Progressive Delegation
Start with drafts the human always reviews; expand the agent's autonomy action-by-action as measured trust accrues — promotion and demotion are automatic, evidence-based.
Intent & Description
🎯 Intent
Stage the human-to-agent handoff over time — the agent starts producing drafts a human always reviews; its autonomy expands action-by-action as measured trust accrues.
📋 Context
An agent will eventually take over parts of a human workflow — drafting code review comments, triaging support tickets, scheduling meetings. The end state is full autonomy on routine cases; the starting state is human-supervised because trust hasn’t been built yet.
💡 Solution
Tag each action class with a current autonomy level (draft → assisted-send → autonomous). For each class, track a rolling success-rate window. Promotion fires automatically when the window clears a bar over enough samples; demotion fires when it drops below. The promotion mechanism is the policy of record — not a verbal decision in standup.
Real-world Use Case
- Multiple action classes have materially different risk profiles.
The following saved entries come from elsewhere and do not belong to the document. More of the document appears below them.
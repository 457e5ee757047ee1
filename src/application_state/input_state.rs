//! # Input State
//!
//! This module defines the input state types used by the input manager.
//! It provides the key transition enum and the per-frame snapshot handed to
//! the engine.

use std::collections::HashMap;
use winit::keyboard::KeyCode;

/// Represents the state of a key.
#[derive(Debug, Clone, Copy, PartialEq, Eq, Default)]
pub enum RawInputState {
    /// Key is not pressed
    #[default]
    NotPressed,
    /// Key was just pressed this frame
    Pressed,
    /// Key has been held down for multiple frames
    Held,
    /// Key was just released this frame
    Released,
}

impl RawInputState {
    /// Determines if the input is actively down (either pressed or held)
    pub fn is_active(&self) -> bool {
        matches!(self, RawInputState::Pressed | RawInputState::Held)
    }

    /// Determines if the input was just pressed this frame
    pub fn is_just_pressed(&self) -> bool {
        matches!(self, RawInputState::Pressed)
    }

    /// Derives the transition from the previous and current raw states
    pub fn from_raw_states(previous: bool, current: bool) -> Self {
        match (previous, current) {
            (false, true) => RawInputState::Pressed,
            (true, true) => RawInputState::Held,
            (true, false) => RawInputState::Released,
            (false, false) => RawInputState::NotPressed,
        }
    }
}

/// A snapshot of the processed keyboard state with state transitions.
#[derive(Debug, Default)]
pub struct ProcessedInputState {
    /// Current state of all tracked keyboard keys
    pub keyboard_states: HashMap<KeyCode, RawInputState>,
}

impl ProcessedInputState {
    /// Gets the state of a keyboard key; untracked keys read as not pressed
    pub fn get_key_state(&self, key: KeyCode) -> RawInputState {
        self.keyboard_states.get(&key).copied().unwrap_or_default()
    }
}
- Per-class success can be measured online with reasonable delay.
- Stakeholders want autonomy to be a measurement outcome, not a meeting decision.
Source
📌 TL;DR
Autonomy expands action-by-action as rolling success rates clear bars — promotion and demotion are automatic and evidence-based, not meeting decisions.
Advantages
- Autonomy decisions become a function of evidence rather than calendar or politics.
- Different action classes can sit at genuinely different autonomy levels simultaneously.
- Trust incidents demote only the affected action class, not the whole agent.
Disadvantages
- Promotion gates can be cheaply gamed if the success metric is weak or easily satisfied.
- Demotion thrashing on small windows can noisily yank capabilities away.
- Per-class bookkeeping is overhead that small teams consistently underinvest in.